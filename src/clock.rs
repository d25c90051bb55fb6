//! Game clock (time remaining in a period) and period counter.

use serde::{Deserialize, Serialize};
use std::{fmt, str::FromStr};
use thiserror::Error;

pub const MAX_MINUTES: u32 = 60;
pub const MAX_SECONDS: u32 = 59;

#[derive(Debug, Error, PartialEq, Eq)]
#[error("invalid clock '{0}', expected MM:SS")]
pub struct ClockParseError(pub String);

#[derive(Debug, Clone, Copy, PartialEq, Eq)]
pub enum ClockUnit {
    Minutes,
    Seconds,
}

impl FromStr for ClockUnit {
    type Err = String;

    fn from_str(s: &str) -> Result<Self, Self::Err> {
        match s.to_ascii_lowercase().as_str() {
            "min" | "m" | "minutes" => Ok(Self::Minutes),
            "sec" | "s" | "seconds" => Ok(Self::Seconds),
            other => Err(format!("unknown clock unit: {other}")),
        }
    }
}

/// MM:SS time remaining. Minutes stay in [0,60], seconds in [0,59].
#[derive(Debug, Clone, Copy, PartialEq, Eq, Serialize, Deserialize)]
#[serde(into = "String", try_from = "String")]
pub struct GameClock {
    minutes: u32,
    seconds: u32,
}

impl Default for GameClock {
    fn default() -> Self {
        Self {
            minutes: 15,
            seconds: 0,
        }
    }
}

impl GameClock {
    pub fn new(minutes: u32, seconds: u32) -> Self {
        Self {
            minutes: minutes.min(MAX_MINUTES),
            seconds: seconds.min(MAX_SECONDS),
        }
    }

    pub fn minutes(&self) -> u32 {
        self.minutes
    }

    pub fn seconds(&self) -> u32 {
        self.seconds
    }

    /// One second step with carry into / borrow from minutes.
    /// Minutes never leave [0,60]; the seconds wrap regardless.
    #[cfg(test)]
    fn step_seconds(&mut self, up: bool) {
        if up {
            if self.seconds == MAX_SECONDS {
                self.seconds = 0;
                self.minutes = (self.minutes + 1).min(MAX_MINUTES);
            } else {
                self.seconds += 1;
            }
        } else if self.seconds == 0 {
            self.seconds = MAX_SECONDS;
            self.minutes = self.minutes.saturating_sub(1);
        } else {
            self.seconds -= 1;
        }
    }

    /// Same result as `delta` single steps of `unit`, in constant time.
    /// Every wrap of the seconds moves the minutes the same way, so the
    /// minutes saturate once at the end.
    pub fn adjust(&mut self, unit: ClockUnit, delta: i32) {
        let max = i64::from(MAX_MINUTES);
        let minutes = i64::from(self.minutes);
        match unit {
            ClockUnit::Minutes => {
                self.minutes = (minutes + i64::from(delta)).clamp(0, max) as u32;
            }
            ClockUnit::Seconds => {
                let t = i64::from(self.seconds) + i64::from(delta);
                self.seconds = t.rem_euclid(60) as u32;
                self.minutes = (minutes + t.div_euclid(60)).clamp(0, max) as u32;
            }
        }
    }
}

impl fmt::Display for GameClock {
    fn fmt(&self, f: &mut fmt::Formatter<'_>) -> fmt::Result {
        write!(f, "{:02}:{:02}", self.minutes, self.seconds)
    }
}

impl FromStr for GameClock {
    type Err = ClockParseError;

    fn from_str(s: &str) -> Result<Self, Self::Err> {
        let (m, sec) = s
            .trim()
            .split_once(':')
            .ok_or_else(|| ClockParseError(s.to_string()))?;
        let m: u32 = m.parse().map_err(|_| ClockParseError(s.to_string()))?;
        let sec: u32 = sec.parse().map_err(|_| ClockParseError(s.to_string()))?;
        if m > MAX_MINUTES || sec > MAX_SECONDS {
            return Err(ClockParseError(s.to_string()));
        }
        Ok(Self::new(m, sec))
    }
}

impl From<GameClock> for String {
    fn from(c: GameClock) -> Self {
        c.to_string()
    }
}

impl TryFrom<String> for GameClock {
    type Error = ClockParseError;

    fn try_from(s: String) -> Result<Self, Self::Error> {
        s.parse()
    }
}

/// Step the period counter by `delta`, never below 1 nor above `max`.
pub fn step_period(period: u32, delta: i32, max: u32) -> u32 {
    let max = max.max(1);
    let next = i64::from(period) + i64::from(delta);
    next.clamp(1, i64::from(max)) as u32
}

#[cfg(test)]
mod tests {
    use super::*;

    fn clock(s: &str) -> GameClock {
        s.parse().unwrap()
    }

    #[test]
    fn test_seconds_borrow_clamps_minutes_at_zero() {
        let mut c = clock("00:00");
        c.adjust(ClockUnit::Seconds, -1);
        assert_eq!(c.to_string(), "00:59");
    }

    #[test]
    fn test_seconds_carry_into_minutes() {
        let mut c = clock("14:59");
        c.adjust(ClockUnit::Seconds, 1);
        assert_eq!(c.to_string(), "15:00");
    }

    #[test]
    fn test_seconds_borrow_from_minutes() {
        let mut c = clock("10:00");
        c.adjust(ClockUnit::Seconds, -1);
        assert_eq!(c.to_string(), "09:59");
    }

    #[test]
    fn test_minutes_clamp() {
        let mut c = clock("59:30");
        c.adjust(ClockUnit::Minutes, 3);
        assert_eq!(c.to_string(), "60:30");
        c.adjust(ClockUnit::Minutes, -70);
        assert_eq!(c.to_string(), "00:30");
    }

    #[test]
    fn test_seconds_carry_at_max_minutes() {
        let mut c = clock("60:59");
        c.adjust(ClockUnit::Seconds, 1);
        assert_eq!(c.to_string(), "60:00");
    }

    #[test]
    fn test_adjust_matches_single_steps() {
        for start in ["00:00", "00:30", "14:59", "59:59", "60:00"] {
            for delta in [-3700, -61, -60, -1, 0, 1, 59, 60, 125, 3700] {
                let mut fast = clock(start);
                fast.adjust(ClockUnit::Seconds, delta);
                let mut slow = clock(start);
                for _ in 0..delta.unsigned_abs() {
                    slow.step_seconds(delta > 0);
                }
                assert_eq!(fast, slow, "{start} {delta:+}");
            }
        }
    }

    #[test]
    fn test_extreme_deltas() {
        let mut c = clock("15:00");
        c.adjust(ClockUnit::Seconds, i32::MIN);
        assert_eq!(c.to_string(), "00:52");

        let mut c = clock("15:00");
        c.adjust(ClockUnit::Seconds, i32::MAX);
        assert_eq!(c.to_string(), "60:07");

        let mut c = clock("15:00");
        c.adjust(ClockUnit::Minutes, i32::MIN);
        assert_eq!(c.to_string(), "00:00");
        c.adjust(ClockUnit::Minutes, i32::MAX);
        assert_eq!(c.to_string(), "60:00");
    }

    #[test]
    fn test_parse_rejects_garbage() {
        assert!("1500".parse::<GameClock>().is_err());
        assert!("15:60".parse::<GameClock>().is_err());
        assert!("61:00".parse::<GameClock>().is_err());
        assert!("ab:cd".parse::<GameClock>().is_err());
        assert_eq!(clock("5:7").to_string(), "05:07");
    }

    #[test]
    fn test_serde_as_string() {
        let json = serde_json::to_string(&clock("03:09")).unwrap();
        assert_eq!(json, "\"03:09\"");
        let back: GameClock = serde_json::from_str(&json).unwrap();
        assert_eq!(back, clock("03:09"));
        assert!(serde_json::from_str::<GameClock>("\"99:99\"").is_err());
    }

    #[test]
    fn test_step_period_clamps() {
        assert_eq!(step_period(1, -1, 4), 1);
        assert_eq!(step_period(4, 1, 4), 4);
        assert_eq!(step_period(2, 1, 4), 3);
        assert_eq!(step_period(1, 5, 0), 1);
    }
}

▬▬▬

TASK REQUIREMENTS:
What is needed is an exact copy of all the records above.

ANSWER FOR THIS EXERCISE:
filename src/clock.rs
repository d25c90051bb55fb6
//! Game clock (time remaining in a period) and period counter.

use serde::{Deserialize, Serialize};
use std::{fmt, str::FromStr};
use thiserror::Error;

pub const MAX_MINUTES: u32 = 60;
pub const MAX_SECONDS: u32 = 59;

#[derive(Debug, Error, PartialEq, Eq)]
#[error("invalid clock '{0}', expected MM:SS")]
pub struct ClockParseError(pub String);

#[derive(Debug, Clone, Copy, PartialEq, Eq)]
pub enum ClockUnit {
    Minutes,
    Seconds,
}

impl FromStr for ClockUnit {
    type Err = String;

    fn from_str(s: &str) -> Result<Self, Self::Err> {
        match s.to_ascii_lowercase().as_str() {
            "min" | "m" | "minutes" => Ok(Self::Minutes),
            "sec" | "s" | "seconds" => Ok(Self::Seconds),
            other => Err(format!("unknown clock unit: {other}")),
        }
    }
}

/// MM:SS time remaining. Minutes stay in [0,60], seconds in [0,59].
#[derive(Debug, Clone, Copy, PartialEq, Eq, Serialize, Deserialize)]
#[serde(into = "String", try_from = "String")]
pub struct GameClock {
    minutes: u32,
    seconds: u32,
}

impl Default for GameClock {
    fn default() -> Self {
        Self {
            minutes: 15,
            seconds: 0,
        }
    }
}

impl GameClock {
    pub fn new(minutes: u32, seconds: u32) -> Self {
        Self {
            minutes: minutes.min(MAX_MINUTES),
            seconds: seconds.min(MAX_SECONDS),
        }
    }

    pub fn minutes(&self) -> u32 {
        self.minutes
    }

    pub fn seconds(&self) -> u32 {
        self.seconds
    }

    /// One second step with carry into / borrow from minutes.
    /// Minutes never leave [0,60]; the seconds wrap regardless.
    #[cfg(test)]
    fn step_seconds(&mut self, up: bool) {
        if up {
            if self.seconds == MAX_SECONDS {
                self.seconds = 0;
                self.minutes = (self.minutes + 1).min(MAX_MINUTES);
            } else {
                self.seconds += 1;
            }
        } else if self.seconds == 0 {
            self.seconds = MAX_SECONDS;
            self.minutes = self.minutes.saturating_sub(1);
        } else {
            self.seconds -= 1;
        }
    }

    /// Same result as `delta` single steps of `unit`, in constant time.
    /// Every wrap of the seconds moves the minutes the same way, so the
    /// minutes saturate once at the end.
    pub fn adjust(&mut self, unit: ClockUnit, delta: i32) {
        let max = i64::from(MAX_MINUTES);
        let minutes = i64::from(self.minutes);
        match unit {
            ClockUnit::Minutes => {
                self.minutes = (minutes + i64::from(delta)).clamp(0, max) as u32;
            }
            ClockUnit::Seconds => {
                let t = i64::from(self.seconds) + i64::from(delta);
                self.seconds = t.rem_euclid(60) as u32;
                self.minutes = (minutes + t.div_euclid(60)).clamp(0, max) as u32;
            }
        }
    }
}

impl fmt::Display for GameClock {
    fn fmt(&self, f: &mut fmt::Formatter<'_>) -> fmt::Result {
        write!(f, "{:02}:{:02}", self.minutes, self.seconds)
    }
}

impl FromStr for GameClock {
    type Err = ClockParseError;

    fn from_str(s: &str) -> Result<Self, Self::Err> {
        let (m, sec) = s
            .trim()
            .split_once(':')
            .ok_or_else(|| ClockParseError(s.to_string()))?;
        let m: u32 = m.parse().map_err(|_| ClockParseError(s.to_string()))?;
        let sec: u32 = sec.parse().map_err(|_| ClockParseError(s.to_string()))?;
        if m > MAX_MINUTES || sec > MAX_SECONDS {
            return Err(ClockParseError(s.to_string()));
        }
        Ok(Self::new(m, sec))
    }
}

impl From<GameClock> for String {
    fn from(c: GameClock) -> Self {
        c.to_string()
    }
}

impl TryFrom<String> for GameClock {
    type Error = ClockParseError;

    fn try_from(s: String) -> Result<Self, Self::Error> {
        s.parse()
    }
}

/// Step the period counter by `delta`, never below 1 nor above `max`.
pub fn step_period(period: u32, delta: i32, max: u32) -> u32 {
    let max = max.max(1);
    let next = i64::from(period) + i64::from(delta);
    next.clamp(1, i64::from(max)) as u32
}

#[cfg(test)]
mod tests {
    use super::*;

    fn clock(s: &str) -> GameClock {
        s.parse().unwrap()
    }

    #[test]
    fn test_seconds_borrow_clamps_minutes_at_zero() {
        let mut c = clock("00:00");
        c.adjust(ClockUnit::Seconds, -1);
        assert_eq!(c.to_string(), "00:59");
    }

    #[test]
    fn test_seconds_carry_into_minutes() {
        let mut c = clock("14:59");
        c.adjust(ClockUnit::Seconds, 1);
        assert_eq!(c.to_string(), "15:00");
    }

    #[test]
    fn test_seconds_borrow_from_minutes() {
        let mut c = clock("10:00");
        c.adjust(ClockUnit::Seconds, -1);
        assert_eq!(c.to_string(), "09:59");
    }

    #[test]
    fn test_minutes_clamp() {
        let mut c = clock("59:30");
        c.adjust(ClockUnit::Minutes, 3);
        assert_eq!(c.to_string(), "60:30");
        c.adjust(ClockUnit::Minutes, -70);
        assert_eq!(c.to_string(), "00:30");
    }

    #[test]
    fn test_seconds_carry_at_max_minutes() {
        let mut c = clock("60:59");
        c.adjust(ClockUnit::Seconds, 1);
        assert_eq!(c.to_string(), "60:00");
    }

    #[test]
    fn test_adjust_matches_single_steps() {
        for start in ["00:00", "00:30", "14:59", "59:59", "60:00"] {
            for delta in [-3700, -61, -60, -1, 0, 1, 59, 60, 125, 3700] {
                let mut fast = clock(start);
                fast.adjust(ClockUnit::Seconds, delta);
                let mut slow = clock(start);
                for _ in 0..delta.unsigned_abs() {
                    slow.step_seconds(delta > 0);
                }
                assert_eq!(fast, slow, "{start} {delta:+}");
            }
        }
    }

    #[test]
    fn test_extreme_deltas() {
        let mut c = clock("15:00");
        c.adjust(ClockUnit::Seconds, i32::MIN);
        assert_eq!(c.to_string(), "00:52");

        let mut c = clock("15:00");
        c.adjust(ClockUnit::Seconds, i32::MAX);
        assert_eq!(c.to_string(), "60:07");

        let mut c = clock("15:00");
        c.adjust(ClockUnit::Minutes, i32::MIN);
        assert_eq!(c.to_string(), "00:00");
        c.adjust(ClockUnit::Minutes, i32::MAX);
        assert_eq!(c.to_string(), "60:00");
    }

    #[test]
    fn test_parse_rejects_garbage() {
        assert!("1500".parse::<GameClock>().is_err());
        assert!("15:60".parse::<GameClock>().is_err());
        assert!("61:00".parse::<GameClock>().is_err());
        assert!("ab:cd".parse::<GameClock>().is_err());
        assert_eq!(clock("5:7").to_string(), "05:07");
    }

    #[test]
    fn test_serde_as_string() {
        let json = serde_json::to_string(&clock("03:09")).unwrap();
        assert_eq!(json, "\"03:09\"");
        let back: GameClock = serde_json::from_str(&json).unwrap();
        assert_eq!(back, clock("03:09"));
        assert!(serde_json::from_str::<GameClock>("\"99:99\"").is_err());
    }

    #[test]
    fn test_step_period_clamps() {
        assert_eq!(step_period(1, -1, 4), 1);
        assert_eq!(step_period(4, 1, 4), 4);
        assert_eq!(step_period(2, 1, 4), 3);
        assert_eq!(step_period(1, 5, 0), 1);
    }
}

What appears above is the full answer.